TASK GOAL >>
Where a line below contains "Path", count it. Reply with the total only.

WORKING DATA >>
"""

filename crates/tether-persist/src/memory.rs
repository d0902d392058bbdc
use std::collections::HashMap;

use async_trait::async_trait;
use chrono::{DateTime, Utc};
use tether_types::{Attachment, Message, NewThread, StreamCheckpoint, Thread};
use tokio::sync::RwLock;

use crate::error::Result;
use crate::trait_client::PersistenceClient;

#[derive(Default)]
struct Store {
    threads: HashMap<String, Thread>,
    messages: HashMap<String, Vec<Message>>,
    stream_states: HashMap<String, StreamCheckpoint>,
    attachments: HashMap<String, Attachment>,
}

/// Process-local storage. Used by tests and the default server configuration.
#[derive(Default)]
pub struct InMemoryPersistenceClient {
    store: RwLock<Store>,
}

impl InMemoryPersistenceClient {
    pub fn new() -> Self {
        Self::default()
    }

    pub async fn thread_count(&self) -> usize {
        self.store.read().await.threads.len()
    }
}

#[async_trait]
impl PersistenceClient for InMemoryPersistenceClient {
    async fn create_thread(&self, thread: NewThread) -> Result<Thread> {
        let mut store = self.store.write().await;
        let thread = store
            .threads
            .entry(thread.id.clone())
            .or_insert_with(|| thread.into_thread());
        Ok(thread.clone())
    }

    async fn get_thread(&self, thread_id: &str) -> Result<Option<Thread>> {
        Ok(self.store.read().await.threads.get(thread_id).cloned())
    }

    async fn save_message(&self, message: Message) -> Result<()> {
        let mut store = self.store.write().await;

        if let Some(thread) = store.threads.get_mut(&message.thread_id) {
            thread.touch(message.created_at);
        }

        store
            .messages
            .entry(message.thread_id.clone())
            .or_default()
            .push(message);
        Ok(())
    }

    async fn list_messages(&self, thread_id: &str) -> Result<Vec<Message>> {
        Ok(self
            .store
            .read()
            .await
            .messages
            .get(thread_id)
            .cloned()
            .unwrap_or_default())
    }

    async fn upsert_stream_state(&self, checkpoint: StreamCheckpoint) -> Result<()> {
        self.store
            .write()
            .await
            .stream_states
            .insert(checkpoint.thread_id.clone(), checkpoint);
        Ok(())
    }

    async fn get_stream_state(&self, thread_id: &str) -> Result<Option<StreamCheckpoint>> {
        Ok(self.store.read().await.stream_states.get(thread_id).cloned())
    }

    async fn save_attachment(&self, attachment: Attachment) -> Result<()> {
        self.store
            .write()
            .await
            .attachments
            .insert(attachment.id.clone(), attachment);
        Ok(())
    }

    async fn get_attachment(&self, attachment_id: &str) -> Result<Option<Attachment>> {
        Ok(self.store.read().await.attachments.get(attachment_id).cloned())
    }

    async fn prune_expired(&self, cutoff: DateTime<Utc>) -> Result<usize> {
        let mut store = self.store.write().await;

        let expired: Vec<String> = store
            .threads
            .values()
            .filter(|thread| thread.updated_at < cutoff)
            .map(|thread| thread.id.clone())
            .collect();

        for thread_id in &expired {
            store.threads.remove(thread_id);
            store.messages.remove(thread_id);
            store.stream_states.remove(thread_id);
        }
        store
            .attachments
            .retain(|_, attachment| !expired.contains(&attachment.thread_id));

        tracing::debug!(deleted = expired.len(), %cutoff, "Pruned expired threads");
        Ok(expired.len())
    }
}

"""
"""

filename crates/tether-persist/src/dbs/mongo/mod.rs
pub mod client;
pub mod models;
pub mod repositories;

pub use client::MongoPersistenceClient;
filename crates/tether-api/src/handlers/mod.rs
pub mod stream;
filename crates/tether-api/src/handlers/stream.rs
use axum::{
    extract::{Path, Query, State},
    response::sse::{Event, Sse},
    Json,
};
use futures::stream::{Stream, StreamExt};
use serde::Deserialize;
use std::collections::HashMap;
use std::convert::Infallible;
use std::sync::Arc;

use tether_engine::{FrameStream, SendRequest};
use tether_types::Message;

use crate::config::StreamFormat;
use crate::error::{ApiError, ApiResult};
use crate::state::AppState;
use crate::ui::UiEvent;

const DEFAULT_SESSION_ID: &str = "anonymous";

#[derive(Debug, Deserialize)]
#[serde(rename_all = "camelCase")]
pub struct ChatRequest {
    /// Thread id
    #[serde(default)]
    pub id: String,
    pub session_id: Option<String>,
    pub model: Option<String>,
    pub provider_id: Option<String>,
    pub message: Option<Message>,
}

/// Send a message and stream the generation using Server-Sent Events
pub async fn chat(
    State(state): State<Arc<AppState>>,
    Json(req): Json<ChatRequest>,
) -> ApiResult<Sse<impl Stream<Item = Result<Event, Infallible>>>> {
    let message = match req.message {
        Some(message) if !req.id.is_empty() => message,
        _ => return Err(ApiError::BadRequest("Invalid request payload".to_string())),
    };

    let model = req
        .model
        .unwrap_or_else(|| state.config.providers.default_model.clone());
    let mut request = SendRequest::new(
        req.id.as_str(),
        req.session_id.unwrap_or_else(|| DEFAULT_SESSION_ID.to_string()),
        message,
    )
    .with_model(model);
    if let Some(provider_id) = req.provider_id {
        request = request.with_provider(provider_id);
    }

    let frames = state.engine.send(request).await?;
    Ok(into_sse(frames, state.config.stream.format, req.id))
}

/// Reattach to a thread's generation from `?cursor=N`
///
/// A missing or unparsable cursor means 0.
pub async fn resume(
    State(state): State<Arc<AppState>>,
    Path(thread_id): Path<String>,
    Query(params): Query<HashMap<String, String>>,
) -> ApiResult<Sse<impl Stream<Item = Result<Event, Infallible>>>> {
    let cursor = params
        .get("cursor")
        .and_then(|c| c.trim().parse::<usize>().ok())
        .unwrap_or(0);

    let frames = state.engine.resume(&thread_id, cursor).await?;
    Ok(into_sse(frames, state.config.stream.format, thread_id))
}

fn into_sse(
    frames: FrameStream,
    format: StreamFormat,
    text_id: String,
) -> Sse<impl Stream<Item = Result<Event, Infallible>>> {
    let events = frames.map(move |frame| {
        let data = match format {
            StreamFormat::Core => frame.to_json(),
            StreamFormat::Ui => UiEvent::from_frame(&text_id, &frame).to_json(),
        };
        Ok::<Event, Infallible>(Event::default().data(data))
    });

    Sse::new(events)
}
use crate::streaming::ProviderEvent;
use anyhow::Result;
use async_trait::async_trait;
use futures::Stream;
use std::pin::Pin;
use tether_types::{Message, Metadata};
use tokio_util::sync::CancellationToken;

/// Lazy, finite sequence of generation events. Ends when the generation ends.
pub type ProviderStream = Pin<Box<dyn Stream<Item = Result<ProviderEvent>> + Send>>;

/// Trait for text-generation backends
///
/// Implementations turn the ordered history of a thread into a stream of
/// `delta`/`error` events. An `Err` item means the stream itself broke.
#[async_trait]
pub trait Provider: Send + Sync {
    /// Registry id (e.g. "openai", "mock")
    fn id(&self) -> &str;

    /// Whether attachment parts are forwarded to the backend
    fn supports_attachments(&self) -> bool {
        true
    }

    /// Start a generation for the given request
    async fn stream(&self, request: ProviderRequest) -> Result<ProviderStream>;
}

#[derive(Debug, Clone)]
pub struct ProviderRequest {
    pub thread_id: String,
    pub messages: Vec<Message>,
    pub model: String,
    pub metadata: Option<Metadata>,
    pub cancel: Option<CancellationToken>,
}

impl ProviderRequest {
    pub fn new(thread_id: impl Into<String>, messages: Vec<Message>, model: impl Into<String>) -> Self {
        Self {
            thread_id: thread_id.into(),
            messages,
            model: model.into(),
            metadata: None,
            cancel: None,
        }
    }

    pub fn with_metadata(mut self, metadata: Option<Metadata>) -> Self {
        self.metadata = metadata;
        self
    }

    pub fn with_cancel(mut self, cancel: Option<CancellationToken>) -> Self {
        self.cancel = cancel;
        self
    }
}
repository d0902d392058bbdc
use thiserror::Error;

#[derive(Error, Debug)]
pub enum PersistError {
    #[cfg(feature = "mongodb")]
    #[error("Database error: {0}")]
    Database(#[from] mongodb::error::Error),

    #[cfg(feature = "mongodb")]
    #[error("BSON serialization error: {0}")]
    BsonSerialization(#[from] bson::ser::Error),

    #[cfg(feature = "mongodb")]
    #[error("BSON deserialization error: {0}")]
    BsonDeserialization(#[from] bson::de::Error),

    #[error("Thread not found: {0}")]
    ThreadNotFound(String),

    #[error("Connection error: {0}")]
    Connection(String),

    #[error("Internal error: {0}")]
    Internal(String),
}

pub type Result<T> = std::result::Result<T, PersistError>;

"""

EXERCISE RESPONSE >>
2